In terms of its physical size, however, JRF pales in comparison to other Jewish camps. Currently, it has the capacity for 220 campers. But Eisenstat said that there are no immediate plans to grow beyond that number. In part, this decision stems from a Reconstructionist ethos of cultivating smaller, tight-knit religious communities, he explained.
The wooded grounds offer all the usual camp fare — ball fields, a swimming pool, a lake — even a rock-climbing wall and a ropes course.
"Until now, we've not been a serious sports camp," said Eisenstat. "But we're not only going to teach skills, we're going to teach the philosophy of healthy competition."

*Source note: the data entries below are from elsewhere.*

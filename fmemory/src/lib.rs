//! Conversation memory: a pluggable message store and the middleware that keeps it current.
//!
//! ```rust
//! use std::sync::Arc;
//!
//! use fchat::ChatClient;
//! use fmemory::MemoryMiddleware;
//! use fprovider::{ModelOptions, ScriptedProvider};
//!
//! let memory = MemoryMiddleware::new();
//! let client = ChatClient::builder(Arc::new(ScriptedProvider::new()))
//!     .default_options(ModelOptions::new("demo-model"))
//!     .call_middleware(memory.clone())
//!     .stream_middleware(memory)
//!     .build()
//!     .expect("model is configured");
//!
//! assert_eq!(client.call_middleware_count(), 1);
//! ```

mod error;
mod middleware;
mod store;

pub mod prelude {
    pub use crate::{
        ConversationMemory, InMemoryConversationMemory, MemoryError, MemoryErrorKind,
        MemoryMiddleware, is_saved,
    };
}

pub use error::{MemoryError, MemoryErrorKind};
pub use middleware::{MemoryMiddleware, SAVED_MARKER, is_saved, mark_saved};
pub use store::{ConversationMemory, InMemoryConversationMemory};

Sixteen-year-old Joshua Davidson of Cleveland is in the Avodah program, which means he gets to be a camper for some of the day; during the rest of the day, he gets to help with facility maintenance. Davidson's summer project included helping to construct the outdoor, lakeside synagogue, where services are held in good whether.
"I love it," said the teen of the new campgrounds. "It's great that I got to help build it."
Zoe Miller, 12, sat at the lunch table with a bunch of teens also in the Avodah program. She said that it doesn't matter that most of them are three to four years older because it's not uncommon for campers from different age groups to mingle.
"You don't need to impress anybody. You can just be yourself," said Miller, who hails from Lexington, Mass.
"Everyone is really friendly," she added. "This is like family."
More than that, stated Eisenstat, "This is a holistic community — a holy community."